TASK OBJECTIVE — Return every line of the data exactly as it appears.

DATA —

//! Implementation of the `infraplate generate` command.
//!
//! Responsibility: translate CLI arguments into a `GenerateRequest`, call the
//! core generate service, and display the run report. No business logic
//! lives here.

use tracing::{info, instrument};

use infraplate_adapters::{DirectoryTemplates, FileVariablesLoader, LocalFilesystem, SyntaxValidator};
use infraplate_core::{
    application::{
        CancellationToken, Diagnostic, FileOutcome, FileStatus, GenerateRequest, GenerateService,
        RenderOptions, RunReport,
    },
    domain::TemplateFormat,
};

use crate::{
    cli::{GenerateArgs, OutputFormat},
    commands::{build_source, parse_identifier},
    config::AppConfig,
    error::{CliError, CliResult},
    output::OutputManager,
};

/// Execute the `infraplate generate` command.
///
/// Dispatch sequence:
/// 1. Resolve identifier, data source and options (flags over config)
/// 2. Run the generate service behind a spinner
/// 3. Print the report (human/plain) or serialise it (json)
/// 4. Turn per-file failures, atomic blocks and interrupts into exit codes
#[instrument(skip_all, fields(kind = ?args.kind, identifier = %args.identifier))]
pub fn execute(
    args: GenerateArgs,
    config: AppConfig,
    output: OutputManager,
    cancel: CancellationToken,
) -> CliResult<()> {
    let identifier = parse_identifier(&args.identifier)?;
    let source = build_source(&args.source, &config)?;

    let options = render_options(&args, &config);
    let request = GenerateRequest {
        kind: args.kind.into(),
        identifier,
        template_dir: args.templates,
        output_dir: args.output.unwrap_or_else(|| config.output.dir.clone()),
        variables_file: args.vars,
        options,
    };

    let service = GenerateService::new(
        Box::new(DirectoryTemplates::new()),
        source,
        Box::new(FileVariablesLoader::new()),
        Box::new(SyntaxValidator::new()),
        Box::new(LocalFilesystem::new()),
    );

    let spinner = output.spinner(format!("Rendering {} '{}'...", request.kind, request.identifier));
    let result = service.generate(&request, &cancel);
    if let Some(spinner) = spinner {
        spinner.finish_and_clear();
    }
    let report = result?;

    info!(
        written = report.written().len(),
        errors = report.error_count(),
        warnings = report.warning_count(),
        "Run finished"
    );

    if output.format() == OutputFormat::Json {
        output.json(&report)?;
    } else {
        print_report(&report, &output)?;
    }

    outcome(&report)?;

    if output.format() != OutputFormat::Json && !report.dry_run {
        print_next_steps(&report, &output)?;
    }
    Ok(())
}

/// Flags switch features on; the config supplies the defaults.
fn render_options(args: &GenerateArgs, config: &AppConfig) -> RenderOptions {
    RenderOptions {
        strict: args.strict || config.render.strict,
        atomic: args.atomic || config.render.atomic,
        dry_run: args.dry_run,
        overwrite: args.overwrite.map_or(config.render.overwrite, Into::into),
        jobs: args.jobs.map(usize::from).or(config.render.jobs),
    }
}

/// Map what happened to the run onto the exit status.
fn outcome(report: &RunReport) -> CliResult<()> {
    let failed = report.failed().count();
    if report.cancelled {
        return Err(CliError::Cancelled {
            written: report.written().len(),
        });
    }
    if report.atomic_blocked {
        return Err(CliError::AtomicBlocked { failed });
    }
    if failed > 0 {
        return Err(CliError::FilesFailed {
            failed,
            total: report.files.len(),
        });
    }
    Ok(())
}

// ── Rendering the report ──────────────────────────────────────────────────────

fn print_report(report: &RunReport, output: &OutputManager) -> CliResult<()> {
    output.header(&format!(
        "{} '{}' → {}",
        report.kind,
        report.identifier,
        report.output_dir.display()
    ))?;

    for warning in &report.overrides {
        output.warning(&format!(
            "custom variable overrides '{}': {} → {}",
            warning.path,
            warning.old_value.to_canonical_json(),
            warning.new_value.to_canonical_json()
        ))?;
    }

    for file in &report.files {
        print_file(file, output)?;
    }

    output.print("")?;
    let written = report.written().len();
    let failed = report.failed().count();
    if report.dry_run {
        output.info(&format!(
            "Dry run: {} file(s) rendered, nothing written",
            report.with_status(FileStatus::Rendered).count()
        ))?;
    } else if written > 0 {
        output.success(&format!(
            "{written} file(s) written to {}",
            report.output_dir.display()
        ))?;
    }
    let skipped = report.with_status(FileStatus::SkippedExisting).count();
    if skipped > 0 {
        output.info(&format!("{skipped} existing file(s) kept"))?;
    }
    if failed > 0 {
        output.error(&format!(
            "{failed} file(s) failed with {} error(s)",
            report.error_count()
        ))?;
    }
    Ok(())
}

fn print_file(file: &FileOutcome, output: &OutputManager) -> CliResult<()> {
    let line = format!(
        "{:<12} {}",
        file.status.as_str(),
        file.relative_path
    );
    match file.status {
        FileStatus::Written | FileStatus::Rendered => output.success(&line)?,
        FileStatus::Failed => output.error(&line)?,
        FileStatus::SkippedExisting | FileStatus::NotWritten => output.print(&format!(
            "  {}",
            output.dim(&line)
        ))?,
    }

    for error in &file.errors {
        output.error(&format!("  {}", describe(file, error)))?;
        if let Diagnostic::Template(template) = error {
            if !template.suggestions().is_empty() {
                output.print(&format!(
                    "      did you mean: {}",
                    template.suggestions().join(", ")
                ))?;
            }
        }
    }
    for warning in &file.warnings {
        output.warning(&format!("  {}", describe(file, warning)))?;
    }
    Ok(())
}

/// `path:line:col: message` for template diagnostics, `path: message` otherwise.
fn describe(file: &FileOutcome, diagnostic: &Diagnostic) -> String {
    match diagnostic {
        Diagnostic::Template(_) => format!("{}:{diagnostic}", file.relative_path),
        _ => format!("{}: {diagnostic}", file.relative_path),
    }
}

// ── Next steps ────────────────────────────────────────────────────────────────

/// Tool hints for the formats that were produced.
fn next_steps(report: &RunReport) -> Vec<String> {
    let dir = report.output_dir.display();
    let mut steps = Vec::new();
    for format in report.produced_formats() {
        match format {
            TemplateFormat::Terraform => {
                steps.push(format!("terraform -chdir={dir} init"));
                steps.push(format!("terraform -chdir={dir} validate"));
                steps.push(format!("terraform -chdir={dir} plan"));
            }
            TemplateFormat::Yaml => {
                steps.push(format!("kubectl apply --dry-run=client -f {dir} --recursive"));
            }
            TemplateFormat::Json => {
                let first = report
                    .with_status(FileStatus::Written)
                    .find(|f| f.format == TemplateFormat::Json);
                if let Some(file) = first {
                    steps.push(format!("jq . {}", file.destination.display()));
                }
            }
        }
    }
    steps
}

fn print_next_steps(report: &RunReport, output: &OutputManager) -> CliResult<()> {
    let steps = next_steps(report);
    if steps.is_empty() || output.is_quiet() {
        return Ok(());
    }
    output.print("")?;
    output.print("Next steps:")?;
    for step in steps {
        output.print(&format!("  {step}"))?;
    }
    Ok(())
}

ANSWER SECTION —
//! Implementation of the `infraplate generate` command.
//!
//! Responsibility: translate CLI arguments into a `GenerateRequest`, call the
//! core generate service, and display the run report. No business logic
//! lives here.

use tracing::{info, instrument};

use infraplate_adapters::{DirectoryTemplates, FileVariablesLoader, LocalFilesystem, SyntaxValidator};
use infraplate_core::{
    application::{
        CancellationToken, Diagnostic, FileOutcome, FileStatus, GenerateRequest, GenerateService,
        RenderOptions, RunReport,
    },
    domain::TemplateFormat,
};

use crate::{
    cli::{GenerateArgs, OutputFormat},
    commands::{build_source, parse_identifier},
    config::AppConfig,
    error::{CliError, CliResult},
    output::OutputManager,
};

/// Execute the `infraplate generate` command.
///
/// Dispatch sequence:
/// 1. Resolve identifier, data source and options (flags over config)
/// 2. Run the generate service behind a spinner
/// 3. Print the report (human/plain) or serialise it (json)
/// 4. Turn per-file failures, atomic blocks and interrupts into exit codes
#[instrument(skip_all, fields(kind = ?args.kind, identifier = %args.identifier))]
pub fn execute(
    args: GenerateArgs,
    config: AppConfig,
    output: OutputManager,
    cancel: CancellationToken,
) -> CliResult<()> {
    let identifier = parse_identifier(&args.identifier)?;
    let source = build_source(&args.source, &config)?;

    let options = render_options(&args, &config);
    let request = GenerateRequest {
        kind: args.kind.into(),
        identifier,
        template_dir: args.templates,
        output_dir: args.output.unwrap_or_else(|| config.output.dir.clone()),
        variables_file: args.vars,
        options,
    };

    let service = GenerateService::new(
        Box::new(DirectoryTemplates::new()),
        source,
        Box::new(FileVariablesLoader::new()),
        Box::new(SyntaxValidator::new()),
        Box::new(LocalFilesystem::new()),
    );

    let spinner = output.spinner(format!("Rendering {} '{}'...", request.kind, request.identifier));
    let result = service.generate(&request, &cancel);
    if let Some(spinner) = spinner {
        spinner.finish_and_clear();
    }
    let report = result?;

    info!(
        written = report.written().len(),
        errors = report.error_count(),
        warnings = report.warning_count(),
        "Run finished"
    );

    if output.format() == OutputFormat::Json {
        output.json(&report)?;
    } else {
        print_report(&report, &output)?;
    }

    outcome(&report)?;

    if output.format() != OutputFormat::Json && !report.dry_run {
        print_next_steps(&report, &output)?;
    }
    Ok(())
}

/// Flags switch features on; the config supplies the defaults.
fn render_options(args: &GenerateArgs, config: &AppConfig) -> RenderOptions {
    RenderOptions {
        strict: args.strict || config.render.strict,
        atomic: args.atomic || config.render.atomic,
        dry_run: args.dry_run,
        overwrite: args.overwrite.map_or(config.render.overwrite, Into::into),
        jobs: args.jobs.map(usize::from).or(config.render.jobs),
    }
}

/// Map what happened to the run onto the exit status.
fn outcome(report: &RunReport) -> CliResult<()> {
    let failed = report.failed().count();
    if report.cancelled {
        return Err(CliError::Cancelled {
            written: report.written().len(),
        });
    }
    if report.atomic_blocked {
        return Err(CliError::AtomicBlocked { failed });
    }
    if failed > 0 {
        return Err(CliError::FilesFailed {
            failed,
            total: report.files.len(),
        });
    }
    Ok(())
}

// ── Rendering the report ──────────────────────────────────────────────────────

fn print_report(report: &RunReport, output: &OutputManager) -> CliResult<()> {
    output.header(&format!(
        "{} '{}' → {}",
        report.kind,
        report.identifier,
        report.output_dir.display()
    ))?;

    for warning in &report.overrides {
        output.warning(&format!(
            "custom variable overrides '{}': {} → {}",
            warning.path,
            warning.old_value.to_canonical_json(),
            warning.new_value.to_canonical_json()
        ))?;
    }

    for file in &report.files {
        print_file(file, output)?;
    }

    output.print("")?;
    let written = report.written().len();
    let failed = report.failed().count();
    if report.dry_run {
        output.info(&format!(
            "Dry run: {} file(s) rendered, nothing written",
            report.with_status(FileStatus::Rendered).count()
        ))?;
    } else if written > 0 {
        output.success(&format!(
            "{written} file(s) written to {}",
            report.output_dir.display()
        ))?;
    }
    let skipped = report.with_status(FileStatus::SkippedExisting).count();
    if skipped > 0 {
        output.info(&format!("{skipped} existing file(s) kept"))?;
    }
    if failed > 0 {
        output.error(&format!(
            "{failed} file(s) failed with {} error(s)",
            report.error_count()
        ))?;
    }
    Ok(())
}

fn print_file(file: &FileOutcome, output: &OutputManager) -> CliResult<()> {
    let line = format!(
        "{:<12} {}",
        file.status.as_str(),
        file.relative_path
    );
    match file.status {
        FileStatus::Written | FileStatus::Rendered => output.success(&line)?,
        FileStatus::Failed => output.error(&line)?,
        FileStatus::SkippedExisting | FileStatus::NotWritten => output.print(&format!(
            "  {}",
            output.dim(&line)
        ))?,
    }

    for error in &file.errors {
        output.error(&format!("  {}", describe(file, error)))?;
        if let Diagnostic::Template(template) = error {
            if !template.suggestions().is_empty() {
                output.print(&format!(
                    "      did you mean: {}",
                    template.suggestions().join(", ")
                ))?;
            }
        }
    }
    for warning in &file.warnings {
        output.warning(&format!("  {}", describe(file, warning)))?;
    }
    Ok(())
}

/// `path:line:col: message` for template diagnostics, `path: message` otherwise.
fn describe(file: &FileOutcome, diagnostic: &Diagnostic) -> String {
    match diagnostic {
        Diagnostic::Template(_) => format!("{}:{diagnostic}", file.relative_path),
        _ => format!("{}: {diagnostic}", file.relative_path),
    }
}

// ── Next steps ────────────────────────────────────────────────────────────────

/// Tool hints for the formats that were produced.
fn next_steps(report: &RunReport) -> Vec<String> {
    let dir = report.output_dir.display();
    let mut steps = Vec::new();
    for format in report.produced_formats() {
        match format {
            TemplateFormat::Terraform => {
                steps.push(format!("terraform -chdir={dir} init"));
                steps.push(format!("terraform -chdir={dir} validate"));
                steps.push(format!("terraform -chdir={dir} plan"));
            }
            TemplateFormat::Yaml => {
                steps.push(format!("kubectl apply --dry-run=client -f {dir} --recursive"));
            }
            TemplateFormat::Json => {
                let first = report
                    .with_status(FileStatus::Written)
                    .find(|f| f.format == TemplateFormat::Json);
                if let Some(file) = first {
                    steps.push(format!("jq . {}", file.destination.display()));
                }
            }
        }
    }
    steps
}

fn print_next_steps(report: &RunReport, output: &OutputManager) -> CliResult<()> {
    let steps = next_steps(report);
    if steps.is_empty() || output.is_quiet() {
        return Ok(());
    }
    output.print("")?;
    output.print("Next steps:")?;
    for step in steps {
        output.print(&format!("  {step}"))?;
    }
    Ok(())
}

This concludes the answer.